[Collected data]
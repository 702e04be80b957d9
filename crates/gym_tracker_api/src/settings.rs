//! Process configuration read from the environment.

use std::net::SocketAddr;

use gym_tracker_client::config::{AnthropicConfig, SupabaseConfig};
use secrecy::SecretString;
use serde::Serialize;

pub const DEFAULT_MAX_HISTORY_TOKENS: i64 = 4000;
pub const DEFAULT_ALLOWED_ORIGIN: &str = "http://localhost:5173";
pub const DEFAULT_MAX_BODY_SIZE: usize = 20 * 1024 * 1024;

/// Client rollout switches, served as-is to the frontend.
#[derive(Clone, Copy, Debug, Serialize, PartialEq, Eq)]
#[serde(rename_all = "camelCase")]
pub struct FeatureFlags {
    pub set_centric_logging: bool,
    pub library_screen_enabled: bool,
    pub analysis_on_demand_only: bool,
    pub plans_enabled: bool,
    pub favorites_ordering_enabled: bool,
    pub home_dashboard_enabled: bool,
    pub machine_rating_enabled: bool,
    pub pinned_favorites_enabled: bool,
    pub machine_autofill_enabled: bool,
    pub weighted_muscle_profile_workload_enabled: bool,
    pub fixed_option_machine_taxonomy_enabled: bool,
}

impl Default for FeatureFlags {
    fn default() -> Self {
        Self {
            set_centric_logging: true,
            library_screen_enabled: true,
            analysis_on_demand_only: true,
            plans_enabled: true,
            favorites_ordering_enabled: true,
            home_dashboard_enabled: true,
            machine_rating_enabled: true,
            pinned_favorites_enabled: true,
            machine_autofill_enabled: true,
            weighted_muscle_profile_workload_enabled: true,
            fixed_option_machine_taxonomy_enabled: true,
        }
    }
}

impl FeatureFlags {
    pub fn from_env_with<F>(mut get: F) -> Self
    where
        F: FnMut(&str) -> Option<String>,
    {
        let d = Self::default();
        let mut flag = |name: &str, default: bool| parse_flag(name, get(name), default);
        Self {
            set_centric_logging: flag("SET_CENTRIC_LOGGING", d.set_centric_logging),
            library_screen_enabled: flag("LIBRARY_SCREEN_ENABLED", d.library_screen_enabled),
            analysis_on_demand_only: flag("ANALYSIS_ON_DEMAND_ONLY", d.analysis_on_demand_only),
            plans_enabled: flag("PLANS_ENABLED", d.plans_enabled),
            favorites_ordering_enabled: flag(
                "FAVORITES_ORDERING_ENABLED",
                d.favorites_ordering_enabled,
            ),
            home_dashboard_enabled: flag("HOME_DASHBOARD_ENABLED", d.home_dashboard_enabled),
            machine_rating_enabled: flag("MACHINE_RATING_ENABLED", d.machine_rating_enabled),
            pinned_favorites_enabled: flag("PINNED_FAVORITES_ENABLED", d.pinned_favorites_enabled),
            machine_autofill_enabled: flag("MACHINE_AUTOFILL_ENABLED", d.machine_autofill_enabled),
            weighted_muscle_profile_workload_enabled: flag(
                "WEIGHTED_MUSCLE_PROFILE_WORKLOAD_ENABLED",
                d.weighted_muscle_profile_workload_enabled,
            ),
            fixed_option_machine_taxonomy_enabled: flag(
                "FIXED_OPTION_MACHINE_TAXONOMY_ENABLED",
                d.fixed_option_machine_taxonomy_enabled,
            ),
        }
    }
}

/// Lenient boolean parsing; unrecognised values keep the default.
fn parse_flag(name: &str, raw: Option<String>, default: bool) -> bool {
    let Some(raw) = raw else {
        return default;
    };
    match raw.trim().to_ascii_lowercase().as_str() {
        "1" | "true" | "yes" | "on" => true,
        "0" | "false" | "no" | "off" => false,
        _ => {
            tracing::warn!(flag = name, value = %raw, default, "invalid rollout flag value; using default");
            default
        }
    }
}

#[derive(Clone, Debug, PartialEq, Eq)]
pub enum AllowedOrigins {
    Any,
    List(Vec<String>),
}

impl AllowedOrigins {
    pub fn parse(raw: Option<&str>) -> Self {
        let Some(raw) = raw else {
            return AllowedOrigins::List(vec![DEFAULT_ALLOWED_ORIGIN.to_string()]);
        };
        let origins: Vec<String> = raw
            .split(',')
            .map(str::trim)
            .filter(|s| !s.is_empty())
            .map(str::to_string)
            .collect();
        if origins.iter().any(|o| o == "*") {
            if origins.len() > 1 {
                tracing::warn!(
                    origins = %raw,
                    "ALLOWED_ORIGINS contains '*'; allowing any origin"
                );
            }
            AllowedOrigins::Any
        } else {
            AllowedOrigins::List(origins)
        }
    }
}

#[derive(Clone, Debug)]
pub struct AppSettings {
    pub anthropic: AnthropicConfig,
    pub supabase: SupabaseConfig,
    pub max_history_tokens: i64,
    pub cron_shared_secret: Option<SecretString>,
    pub allowed_origins: AllowedOrigins,
    pub feature_flags: FeatureFlags,
    pub address: SocketAddr,
    pub max_body_size: usize,
}

impl AppSettings {
    pub fn from_env() -> Self {
        Self::from_env_with(|k| std::env::var(k).ok())
    }

    /// Testable helper that reads values through `get` instead of the
    /// process environment.
    pub fn from_env_with<F>(mut get: F) -> Self
    where
        F: FnMut(&str) -> Option<String>,
    {
        let anthropic = AnthropicConfig::from_env_with(&mut get);
        let supabase = SupabaseConfig::from_env_with(&mut get);
        let feature_flags = FeatureFlags::from_env_with(&mut get);

        let max_history_tokens = get("MAX_HISTORY_TOKENS")
            .and_then(|s| s.trim().parse::<i64>().ok())
            .unwrap_or(DEFAULT_MAX_HISTORY_TOKENS);
        let cron_shared_secret = get("CRON_SHARED_SECRET")
            .filter(|s| !s.is_empty())
            .map(|s| SecretString::new(s.into()));
        let allowed_origins = AllowedOrigins::parse(get("ALLOWED_ORIGINS").as_deref());
        let address = get("ADDRESS")
            .and_then(|s| s.parse().ok())
            .unwrap_or_else(|| SocketAddr::from(([127, 0, 0, 1], 3000)));
        let max_body_size = get("MAX_HTTP_BODY_SIZE")
            .and_then(|s| s.parse::<usize>().ok())
            .unwrap_or(DEFAULT_MAX_BODY_SIZE);

        Self {
            anthropic,
            supabase,
            max_history_tokens,
            cron_shared_secret,
            allowed_origins,
            feature_flags,
            address,
            max_body_size,
        }
    }

    /// Names of required settings that are missing.
    pub fn validate_startup_requirements(&self) -> Result<(), Vec<&'static str>> {
        let mut missing = Vec::new();
        if self.anthropic.api_key.is_none() {
            missing.push("ANTHROPIC_API_KEY");
        }
        if self.supabase.url.is_empty() {
            missing.push("SUPABASE_URL");
        }
        if self.supabase.service_role_key.is_none() {
            missing.push("SUPABASE_SERVICE_ROLE_KEY");
        }
        if missing.is_empty() {
            Ok(())
        } else {
            Err(missing)
        }
    }
}

impl Default for AppSettings {
    fn default() -> Self {
        Self::from_env_with(|_| None)
    }
}
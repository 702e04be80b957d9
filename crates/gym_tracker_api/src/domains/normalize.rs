//! Resolve the two accepted recommendation payload shapes into one.

use serde_json::{Map, Value};

use crate::types::{RecommendationRequest, RecommendationScope, TrainingBucket};

pub const CURRENT_SESSION_BUCKET_ID: &str = "session:current";
const UNKNOWN_DATE: &str = "unknown";

/// The request as sent, resolved once at the boundary.
#[derive(Clone, Debug, PartialEq)]
pub enum RecommendationPayload {
    /// Explicit scope plus grouped buckets.
    Canonical {
        scope: RecommendationScope,
        grouped_training: Vec<TrainingBucket>,
        equipment: Option<Map<String, Value>>,
    },
    /// Raw sessions from older clients.
    Legacy {
        current_session: Option<Map<String, Value>>,
        past_sessions: Vec<Map<String, Value>>,
        machines: Option<Map<String, Value>>,
        equipment: Option<Map<String, Value>>,
    },
}

impl RecommendationPayload {
    /// Canonical wins whenever both `scope` and `grouped_training` are present.
    pub fn from_request(req: &RecommendationRequest) -> Self {
        match (&req.scope, &req.grouped_training) {
            (Some(scope), Some(grouped)) => RecommendationPayload::Canonical {
                scope: scope.clone(),
                grouped_training: grouped.clone(),
                equipment: req.equipment.clone(),
            },
            _ => RecommendationPayload::Legacy {
                current_session: req.current_session.clone(),
                past_sessions: req.past_sessions.clone().unwrap_or_default(),
                machines: req.machines.clone(),
                equipment: req.equipment.clone(),
            },
        }
    }

    pub fn is_legacy(&self) -> bool {
        matches!(self, RecommendationPayload::Legacy { .. })
    }
}

#[derive(Clone, Debug, PartialEq)]
pub struct NormalizedRecommendation {
    pub scope: RecommendationScope,
    pub buckets: Vec<TrainingBucket>,
    pub equipment: Map<String, Value>,
}

pub fn normalize(payload: RecommendationPayload) -> NormalizedRecommendation {
    match payload {
        RecommendationPayload::Canonical {
            scope,
            grouped_training,
            equipment,
        } => NormalizedRecommendation {
            scope,
            buckets: grouped_training,
            equipment: equipment.unwrap_or_default(),
        },
        RecommendationPayload::Legacy {
            current_session,
            past_sessions,
            machines,
            equipment,
        } => {
            let current = current_session.unwrap_or_default();
            let mut buckets = Vec::with_capacity(past_sessions.len() + 1);
            buckets.push(TrainingBucket::new(
                CURRENT_SESSION_BUCKET_ID,
                session_date(&current),
                session_sets(&current),
            ));
            buckets.extend(past_sessions.iter().map(|session| {
                let started_at = session
                    .get("started_at")
                    .and_then(Value::as_str)
                    .unwrap_or_default();
                TrainingBucket::new(
                    format!("session:{started_at}"),
                    session_date(session),
                    session_sets(session),
                )
            }));

            let equipment = machines
                .filter(|m| !m.is_empty())
                .or_else(|| equipment.filter(|e| !e.is_empty()))
                .unwrap_or_default();

            NormalizedRecommendation {
                scope: RecommendationScope::legacy(),
                buckets,
                equipment,
            }
        }
    }
}

/// First ten characters of `started_at`, the calendar-date part of a timestamp.
fn session_date(session: &Map<String, Value>) -> String {
    session
        .get("started_at")
        .and_then(Value::as_str)
        .unwrap_or(UNKNOWN_DATE)
        .chars()
        .take(10)
        .collect()
}

fn session_sets(session: &Map<String, Value>) -> Value {
    session
        .get("sets")
        .cloned()
        .unwrap_or_else(|| Value::Array(Vec::new()))
}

- _Exercise directions_
Lines above with the string "SupabaseConfig" need to be found and copied.

- _Response to this task_
use gym_tracker_client::config::{AnthropicConfig, SupabaseConfig};
    pub supabase: SupabaseConfig,
        let supabase = SupabaseConfig::from_env_with(&mut get);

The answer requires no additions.